* WORK INSTRUCTION:
Copy each line of the records below, from the first through the one that contains "pub fn output(&self)", exactly as written.

[DATA SECTION]

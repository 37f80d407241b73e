pub mod convert;
pub mod manager;

use anyhow::Context as _;
use std::ffi::{OsStr, OsString};
use std::io::ErrorKind as StdIoErrorKind;
use std::path::{Path, PathBuf};
use std::process::ExitStatus;
use tempfile::TempPath;
use tracing::{info, warn};

// Re-exports for convenience
pub use convert::Encoder;
pub use manager::{BatchSummary, run_batch};

/// Container extension every output file gets, whatever the input was.
pub const OUTPUT_EXTENSION: &str = "mp4";

/// `clip.final.mov -> clip.final.mp4`, `clip -> clip.mp4`, `clip. -> clip.mp4`
///
/// A trailing dot counts as an empty extension and is dropped.
pub fn output_file_name(input: &Path) -> OsString {
    let mut name = input
        .file_stem()
        .unwrap_or_else(|| input.as_os_str())
        .to_owned();
    name.push(".");
    name.push(OUTPUT_EXTENSION);
    name
}

/// Outcome of converting a single source entry.
#[derive(Debug)]
pub enum JobResult {
    Converted,
    /// The encoder program could not be found; no later file can succeed either.
    EncoderMissing,
    EncoderFailed {
        status: ExitStatus,
        stderr: String,
    },
    Unexpected(anyhow::Error),
}

/// One source entry and where its converted output goes.
#[derive(Clone, Debug)]
pub struct ConvertJob {
    name: OsString,
    input: PathBuf,
    output: PathBuf,
}

impl ConvertJob {
    pub fn new(name: &OsStr, source_dir: &Path, output_dir: &Path) -> Self {
        let input = source_dir.join(name);
        let output = output_dir.join(output_file_name(Path::new(name)));
        Self {
            name: name.to_owned(),
            input,
            output,
        }
    }

    pub fn name(&self) -> &OsStr {
        &self.name
    }

    pub fn input(&self) -> &Path {
        &self.input
    }

    pub fn output(&self) -> &Path {
        &self.output
    }

    /// Convert the input and, on success, optionally remove it.
    ///
    /// The encoder writes into a staging file next to the final output, which
    /// is renamed into place only once the encoder reported success. A failed
    /// run only ever discards its own staging file. The input is only deleted
    /// after the output has been moved into place.
    pub async fn execute(&self, encoder: &Encoder, remove_on_finish: bool) -> JobResult {
        if self.input == self.output {
            return JobResult::Unexpected(anyhow::anyhow!(
                "output {} is the input itself",
                self.output.display()
            ));
        }

        let staging = match self.staging_path() {
            Ok(staging) => staging,
            Err(error) => return JobResult::Unexpected(error),
        };

        let output = match encoder.run(&self.input, &staging).await {
            Ok(output) => output,
            Err(error) if error.kind() == StdIoErrorKind::NotFound => {
                discard(staging);
                return JobResult::EncoderMissing;
            }
            Err(error) => {
                discard(staging);
                return JobResult::Unexpected(
                    anyhow::Error::new(error)
                        .context(format!("failed to run '{}'", encoder.program())),
                );
            }
        };

        if !output.status.success() {
            discard(staging);
            return JobResult::EncoderFailed {
                status: output.status,
                stderr: String::from_utf8_lossy(&output.stderr).into_owned(),
            };
        }

        if let Err(error) = staging.persist(&self.output) {
            return JobResult::Unexpected(
                anyhow::Error::new(error.error)
                    .context(format!("failed to move output to {}", self.output.display())),
            );
        }

        if remove_on_finish {
            if let Err(error) = tokio::fs::remove_file(&self.input)
                .await
                .with_context(|| format!("failed to remove input {}", self.input.display()))
            {
                return JobResult::Unexpected(error);
            }
            info!(input = %self.input.display(), "Input file removed");
        }

        JobResult::Converted
    }

    /// Hidden `.mp4` file in the output directory; the extension lets the
    /// encoder pick the container.
    fn staging_path(&self) -> anyhow::Result<TempPath> {
        let dir = self.output.parent().unwrap_or_else(|| Path::new("."));
        let staging = tempfile::Builder::new()
            .prefix(".converting-")
            .suffix(&format!(".{OUTPUT_EXTENSION}"))
            .tempfile_in(dir)
            .with_context(|| format!("failed to create staging file in {}", dir.display()))?;
        Ok(staging.into_temp_path())
    }
}

fn discard(staging: TempPath) {
    let path = staging.to_path_buf();
    if let Err(error) = staging.close() {
        warn!(?error, staging = %path.display(), "Failed to remove partial output");
    }
}

#[cfg(test)]
mod tests {
    use super::*;

    #[test]
    fn test_output_name_replaces_extension() {
        assert_eq!(output_file_name(Path::new("a.mov")), "a.mp4");
        assert_eq!(output_file_name(Path::new("b.mkv")), "b.mp4");
        assert_eq!(output_file_name(Path::new("c.mp4")), "c.mp4");
    }

    #[test]
    fn test_output_name_keeps_inner_dots() {
        assert_eq!(output_file_name(Path::new("clip.final.mov")), "clip.final.mp4");
    }

    #[test]
    fn test_output_name_without_extension() {
        assert_eq!(output_file_name(Path::new("clip")), "clip.mp4");
    }

    #[test]
    fn test_output_name_trailing_dot() {
        assert_eq!(output_file_name(Path::new("clip.")), "clip.mp4");
    }

    #[test]
    fn test_convert_job_paths() {
        let job = ConvertJob::new(
            OsStr::new("holiday 2024.avi"),
            Path::new("/videos/in"),
            Path::new("/videos/out"),
        );
        assert_eq!(job.input(), Path::new("/videos/in/holiday 2024.avi"));
        assert_eq!(job.output(), Path::new("/videos/out/holiday 2024.mp4"));
        assert_eq!(job.name(), "holiday 2024.avi");
    }

    #[tokio::test]
    async fn missing_encoder_keeps_input() {
        let workspace = tempfile::tempdir().expect("create tempdir");
        let input = workspace.path().join("a.mov");
        tokio::fs::write(&input, b"video").await.expect("write input");

        let job = ConvertJob::new(OsStr::new("a.mov"), workspace.path(), workspace.path());
        let encoder = Encoder::new(workspace.path().join("missing").to_string_lossy(), 720);

        let result = job.execute(&encoder, true).await;
        assert!(matches!(result, JobResult::EncoderMissing));
        assert!(tokio::fs::metadata(&input).await.is_ok());
    }

    #[tokio::test]
    async fn output_equal_to_input_is_refused() {
        let workspace = tempfile::tempdir().expect("create tempdir");
        let input = workspace.path().join("a.mp4");
        tokio::fs::write(&input, b"video").await.expect("write input");

        let job = ConvertJob::new(OsStr::new("a.mp4"), workspace.path(), workspace.path());
        let encoder = Encoder::new("ffmpeg", 720);

        let result = job.execute(&encoder, true).await;
        assert!(matches!(result, JobResult::Unexpected(_)));
        assert_eq!(tokio::fs::read(&input).await.expect("input kept"), b"video");
    }

    #[cfg(unix)]
    fn write_encoder(dir: &Path, body: &str) -> String {
        use std::os::unix::fs::PermissionsExt;

        let path = dir.join("fake-ffmpeg");
        std::fs::write(&path, format!("#!/bin/sh\n{body}\n")).expect("write encoder");
        std::fs::set_permissions(&path, std::fs::Permissions::from_mode(0o755))
            .expect("make encoder executable");
        path.display().to_string()
    }

    #[cfg(unix)]
    fn entries(dir: &Path) -> Vec<OsString> {
        let mut names: Vec<_> = std::fs::read_dir(dir)
            .expect("read dir")
            .map(|entry| entry.expect("dir entry").file_name())
            .collect();
        names.sort();
        names
    }

    #[cfg(unix)]
    #[tokio::test]
    async fn encoder_failure_reports_stderr() {
        let workspace = tempfile::tempdir().expect("create tempdir");
        let source = workspace.path().join("in");
        let output = workspace.path().join("out");
        std::fs::create_dir_all(&source).expect("create source");
        std::fs::create_dir_all(&output).expect("create output");
        let input = source.join("b.mkv");
        tokio::fs::write(&input, b"video").await.expect("write input");

        // Writes a partial file to the last argument, then fails
        let program = write_encoder(
            workspace.path(),
            r#"for arg in "$@"; do out="$arg"; done
printf partial > "$out"
echo "invalid data" >&2
exit 1"#,
        );
        let job = ConvertJob::new(OsStr::new("b.mkv"), &source, &output);

        let result = job.execute(&Encoder::new(program, 720), true).await;
        let JobResult::EncoderFailed { status, stderr } = result else {
            panic!("expected encoder failure");
        };
        assert!(!status.success());
        assert!(stderr.contains("invalid data"));
        assert!(tokio::fs::metadata(&input).await.is_ok());
        assert!(entries(&output).is_empty());
    }

    #[cfg(unix)]
    #[tokio::test]
    async fn failure_keeps_existing_output() {
        let workspace = tempfile::tempdir().expect("create tempdir");
        let input = workspace.path().join("clip.mov");
        let output_dir = workspace.path().join("out");
        std::fs::create_dir_all(&output_dir).expect("create output");
        tokio::fs::write(&input, b"video").await.expect("write input");
        tokio::fs::write(output_dir.join("clip.mp4"), b"earlier")
            .await
            .expect("write earlier output");

        let program = write_encoder(workspace.path(), "exit 1");
        let job = ConvertJob::new(OsStr::new("clip.mov"), workspace.path(), &output_dir);

        let result = job.execute(&Encoder::new(program, 720), false).await;
        assert!(matches!(result, JobResult::EncoderFailed { .. }));
        assert_eq!(
            tokio::fs::read(output_dir.join("clip.mp4")).await.unwrap(),
            b"earlier"
        );
        assert_eq!(entries(&output_dir), [OsString::from("clip.mp4")]);
    }
}
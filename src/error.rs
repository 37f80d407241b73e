use std::path::PathBuf;
use thiserror::Error;

/// Conditions that stop the whole batch run.
#[derive(Debug, Error)]
pub enum Error {
    #[error("{} not found. Please create it.", .0.display())]
    ConfigNotFound(PathBuf),

    #[error("Failed to read {}: {source}", .path.display())]
    ConfigRead {
        path: PathBuf,
        source: std::io::Error,
    },

    #[error("Malformed configuration in {}: {source}", .path.display())]
    ConfigParse {
        path: PathBuf,
        source: toml::de::Error,
    },

    #[error("Invalid configuration: {0}")]
    InvalidConfig(String),

    #[error("Source directory not found at '{}'", .0.display())]
    SourceNotFound(PathBuf),

    #[error("Failed to read source directory '{}': {source}", .path.display())]
    ReadSource {
        path: PathBuf,
        source: std::io::Error,
    },

    #[error("Failed to create output directory '{}': {source}", .path.display())]
    CreateOutput {
        path: PathBuf,
        source: std::io::Error,
    },

    #[error(
        "'{0}' command not found. Please ensure FFmpeg is installed and in your system's PATH."
    )]
    EncoderNotFound(String),
}

impl Error {
    /// Line logged before the process exits with a failure status.
    pub fn report(&self) -> String {
        format!("FATAL ERROR: {self}")
    }
}

pub type Result<T> = std::result::Result<T, Error>;
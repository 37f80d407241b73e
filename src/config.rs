use crate::error::{Error, Result};
use clap::Parser;
use serde::{Deserialize, Serialize};
use std::io::ErrorKind as StdIoErrorKind;
use std::path::{Path, PathBuf};
use tracing::info;

/// Settings file looked up in the working directory when `--config` is absent.
pub const SETTINGS_FILE: &str = "settings.toml";

const DEFAULT_ENCODER: &str = "ffmpeg";

/// Command line arguments. Every override is optional; the settings file is
/// always read and these values replace the file's ones when given.
#[derive(Debug, Clone, Default, Parser)]
#[command(version, about, long_about = None)]
pub struct Args {
    /// Settings file path
    #[arg(short, long, default_value = SETTINGS_FILE)]
    pub config: PathBuf,

    /// Directory holding the videos to convert
    #[arg(short, long)]
    pub source: Option<PathBuf>,

    /// Directory receiving the converted videos
    #[arg(short, long)]
    pub output: Option<PathBuf>,

    /// Target vertical resolution in pixels
    #[arg(short, long)]
    pub resolution: Option<u32>,

    /// Delete each input once it has been converted
    #[arg(long, num_args = 0..=1, require_equals = true, default_missing_value = "true")]
    pub remove_on_finish: Option<bool>,

    /// Transcoding program to invoke
    #[arg(short, long)]
    pub encoder: Option<String>,
}

/// Batch configuration loaded from `settings.toml`
///
/// Example configuration file content
/// [path]
/// source = "Videos to convert"
/// output = "Converted videos"
/// remove-on-finish = false
///
/// [video]
/// resolution = 540
///
/// # Optional, defaults to "ffmpeg" looked up in PATH
/// [encoder]
/// program = "ffmpeg"
#[derive(Debug, Clone, PartialEq, Eq, Serialize, Deserialize)]
pub struct Config {
    pub path: PathSection,
    pub video: VideoSection,
    #[serde(default)]
    pub encoder: EncoderSection,
}

#[derive(Debug, Clone, PartialEq, Eq, Serialize, Deserialize)]
pub struct PathSection {
    pub source: PathBuf,
    pub output: PathBuf,
    #[serde(rename = "remove-on-finish")]
    pub remove_on_finish: bool,
}

#[derive(Debug, Clone, PartialEq, Eq, Serialize, Deserialize)]
pub struct VideoSection {
    /// Target height; the width follows the source aspect ratio.
    pub resolution: u32,
}

#[derive(Debug, Clone, PartialEq, Eq, Serialize, Deserialize)]
pub struct EncoderSection {
    #[serde(default = "default_encoder")]
    pub program: String,
}

impl Default for EncoderSection {
    fn default() -> Self {
        Self {
            program: default_encoder(),
        }
    }
}

fn default_encoder() -> String {
    DEFAULT_ENCODER.to_string()
}

impl Config {
    /// Load configuration from the settings file, with CLI args taking precedence
    pub fn load() -> Result<Self> {
        Self::load_with(Args::parse())
    }

    pub fn load_with(args: Args) -> Result<Self> {
        let config = Self::from_file(&args.config)?.merge_with_args(args);
        config.validate()?;
        info!(settings = %config.to_log_string(), "Settings loaded");
        Ok(config)
    }

    /// Load configuration from a TOML file
    pub fn from_file(path: &Path) -> Result<Self> {
        let content = std::fs::read_to_string(path).map_err(|source| {
            if source.kind() == StdIoErrorKind::NotFound {
                Error::ConfigNotFound(path.to_path_buf())
            } else {
                Error::ConfigRead {
                    path: path.to_path_buf(),
                    source,
                }
            }
        })?;

        toml::from_str(&content).map_err(|source| Error::ConfigParse {
            path: path.to_path_buf(),
            source,
        })
    }

    fn merge_with_args(mut self, args: Args) -> Self {
        if let Some(source) = args.source {
            self.path.source = source;
        }
        if let Some(output) = args.output {
            self.path.output = output;
        }
        if let Some(remove_on_finish) = args.remove_on_finish {
            self.path.remove_on_finish = remove_on_finish;
        }
        if let Some(resolution) = args.resolution {
            self.video.resolution = resolution;
        }
        if let Some(program) = args.encoder {
            self.encoder.program = program;
        }

        self
    }

    /// Validate the configuration
    pub fn validate(&self) -> Result<()> {
        if self.path.source.as_os_str().is_empty() {
            return Err(Error::InvalidConfig(
                "path.source cannot be empty".to_string(),
            ));
        }
        if self.path.output.as_os_str().is_empty() {
            return Err(Error::InvalidConfig(
                "path.output cannot be empty".to_string(),
            ));
        }
        if self.video.resolution == 0 {
            return Err(Error::InvalidConfig(
                "video.resolution must be greater than 0".to_string(),
            ));
        }
        if self.encoder.program.trim().is_empty() {
            return Err(Error::InvalidConfig(
                "encoder.program cannot be empty".to_string(),
            ));
        }

        Ok(())
    }

    /// Single-line rendering used when logging the loaded settings.
    pub fn to_log_string(&self) -> String {
        serde_json::to_string(self).unwrap_or_else(|_| format!("{self:?}"))
    }
}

[/DATA SECTION]

* RESPONSE BOX:
repository 37f80d407241b73e
pub mod convert;
pub mod manager;

use anyhow::Context as _;
use std::ffi::{OsStr, OsString};
use std::io::ErrorKind as StdIoErrorKind;
use std::path::{Path, PathBuf};
use std::process::ExitStatus;
use tempfile::TempPath;
use tracing::{info, warn};

// Re-exports for convenience
pub use convert::Encoder;
pub use manager::{BatchSummary, run_batch};

/// Container extension every output file gets, whatever the input was.
pub const OUTPUT_EXTENSION: &str = "mp4";

/// `clip.final.mov -> clip.final.mp4`, `clip -> clip.mp4`, `clip. -> clip.mp4`
///
/// A trailing dot counts as an empty extension and is dropped.
pub fn output_file_name(input: &Path) -> OsString {
    let mut name = input
        .file_stem()
        .unwrap_or_else(|| input.as_os_str())
        .to_owned();
    name.push(".");
    name.push(OUTPUT_EXTENSION);
    name
}

/// Outcome of converting a single source entry.
#[derive(Debug)]
pub enum JobResult {
    Converted,
    /// The encoder program could not be found; no later file can succeed either.
    EncoderMissing,
    EncoderFailed {
        status: ExitStatus,
        stderr: String,
    },
    Unexpected(anyhow::Error),
}

/// One source entry and where its converted output goes.
#[derive(Clone, Debug)]
pub struct ConvertJob {
    name: OsString,
    input: PathBuf,
    output: PathBuf,
}

impl ConvertJob {
    pub fn new(name: &OsStr, source_dir: &Path, output_dir: &Path) -> Self {
        let input = source_dir.join(name);
        let output = output_dir.join(output_file_name(Path::new(name)));
        Self {
            name: name.to_owned(),
            input,
            output,
        }
    }

    pub fn name(&self) -> &OsStr {
        &self.name
    }

    pub fn input(&self) -> &Path {
        &self.input
    }

    pub fn output(&self) -> &Path {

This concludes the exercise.